This thread has been locked.

If you have a related question, please click the "Ask a related question" button in the top right corner. The newly created question will be automatically linked to this question.

nanddump ECC uncorrectable bitflips

Other Parts Discussed in Thread: AM3352

I frequently get ECC uncorrectable bitflip errors when running nanddump on a particular partition /dev/mtd6. I also consistently get ECC corrected bitflip on at least 2 other partitions (total of 17 partitions). Micron believes the uncorrectable bitflip errors are due to a TI fix not in the SDK being using. Also, the consistent number of corrected bitflips for several partitions seems to be high (I'd expect none for new NAND).

I'm using the TI AM335x EVM Starter Kit ti-sdk-am335x-evm-06.00.00.00-Linux-x86-Install on a custom board with Micron MT29F4G08ABADAH4 NAND, AM3352 ARMv7 Processor rev 2 (v7l) CPU. Default ECC BCH8 is used.

/dev/mtd6 is flashed as follows:

   mmc rescan
   mw.b 0x81000000 0xFF 0x1E0000
   fatload mmc 0 0x81000000 u-boot.img
   iminfo 0x81000000
   nand erase 0x60000 0x1E0000
   nand write 0x81000000 0x600000 0x1E0000

nanddump (version 1.5.0) is run as follows (a SD card is mounted at /media/mmcblk0p2): 

   nanddump --bb=skipbad -o -f /media/mmcblk0p2/nanddump_mtd06 /dev/mtd6

ECC uncorrectable bitflips occur about 80% of the time on /dev/mtd6, sometimes in the hundreds:

root:~# nanddump --bb=skipbad -o -f /media/mmcblk0p2/nanddump_mtd06 /dev/mtd6
   ECC failed: 0
   ECC corrected: 0
   Number of bad blocks: 0
   Number of bbt blocks: 0
   Block size 131072, page size 2048, OOB size 64
   Dumping data starting at 0x00000000 and ending at 0x001e0000...
   ECC: 3 uncorrectable bitflip(s) at offset 0x00000000
   ECC: 3 uncorrectable bitflip(s) at offset 0x00000800
   ECC: 3 uncorrectable bitflip(s) at offset 0x00001000
   ECC: 4 uncorrectable bitflip(s) at offset 0x00001800
   ...
   ECC: 2 uncorrectable bitflip(s) at offset 0x00176800

The file output by nanddump for /dev/mtd6 is different than other partitions of the same size flashed with the same image.

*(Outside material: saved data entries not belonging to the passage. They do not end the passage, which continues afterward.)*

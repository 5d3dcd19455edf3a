//! Enumerates errors of registry clients.

use thiserror::Error;

use crate::http_client;

#[derive(Debug, Error)]
pub enum RegistryError {
    /// 400 / 422, or an acknowledgement with `ok: false`.
    #[error("Rejected by registry: `{0}`")]
    Rejected(String),
    #[error("Unauthorized: `{0}`")]
    Unauthorized(String),
    #[error("Forbidden: `{0}`")]
    Forbidden(String),
    #[error("Not found: `{0}`")]
    NotFound(String),
    #[error("Conflict: `{0}`")]
    Conflict(String),
    #[error("Registry unavailable: `{0}`")]
    Unavailable(String),
    #[error("Mapping error: `{0}`")]
    MappingError(String),

    #[error("HTTP client error: `{0}`")]
    HttpClient(#[from] http_client::Error),
    #[error("JSON error: `{0}`")]
    JsonError(#[from] serde_json::Error),
}

impl RegistryError {
    /// The message the registry sent, to be shown to the caller unchanged.
    pub fn server_message(&self) -> Option<&str> {
        match self {
            Self::Rejected(message)
            | Self::Unauthorized(message)
            | Self::Forbidden(message)
            | Self::NotFound(message)
            | Self::Conflict(message) => Some(message),
            _ => None,
        }
    }

    /// Failures of the transport or of the registry itself rather than of the request.
    pub fn is_transient(&self) -> bool {
        matches!(
            self,
            Self::Unavailable(_) | Self::HttpClient(http_client::Error::HttpError(_))
        )
    }
}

When I run nanddump a second time on the same partition, the ECC uncorrectible bitflip errors do not necessarily occur again, but the subsequent run shows a record of 650 ECC failures:   

root:~# nanddump --bb=skipbad -o -f nanddump_mtd06 /dev/mtd6
   ECC failed: 650
   ECC corrected: 1
   Number of bad blocks: 0
   Number of bbt blocks: 0
   Block size 131072, page size 2048, OOB size 64
   Dumping data starting at 0x00000000 and ending at 0x001e0000...
   root:~#

Running nandtest seems to work fine, but it does report the large number of ECC failures, and surprisingly (at least to me as it's new NAND) shows a 1 bit ECC correction occuring: 

root@skydrop:~# nandtest -p 10 /dev/mtd6
ECC corrections: 0
ECC failures : 650
Bad blocks : 0
BBT blocks : 0
001c0000: checking...
Finished pass 1 successfully
001c0000: checking...
Finished pass 2 successfully
00020000: reading...
1 bit(s) ECC corrected at 00020000
001c0000: checking...
Finished pass 3 successfully
001c0000: checking...
Finished pass 4 successfully
001c0000: checking...
Finished pass 5 successfully
001c0000: checking...
Finished pass 6 successfully
001c0000: checking...
Finished pass 7 successfully
001c0000: checking...
Finished pass 8 successfully
001c0000: checking...
Finished pass 9 successfully
001c0000: checking...
Finished pass 10 successfully

The uncorrectible bitflip reported by nanddump occur with or w/o the following patches intended for Spansion NAND: http://www.spansion.com/Support/Software/linux-psp-04.04.00.01-NAND.zip.

The biggest concern is factory reset partitions on this same NAND having uncorrectable bitflip errors when read and being subsequently copied to all the other partitions resulting in a bricked device.

A separate question: would doubling the timeout values in drivers/mtd/nand/nand_base.c adversely affect u-boot writes to NAND (nand write command)? I otherwise frequently get timeouts when writing nand partitions, especially for larger UBI rootfs paritions on this same Micron NAND (the following values have all been doubled):

   u32 timeo = (CONFIG_SYS_HZ * 40) / 1000;
   ...
   if (state == FL_ERASING)

      timeo = (CONFIG_SYS_HZ * 800) / 1000;
   else
      timeo = (CONFIG_SYS_HZ * 40) / 1000;

  • This looks like a hardware failure. Get an oscilloscope and look at the signals.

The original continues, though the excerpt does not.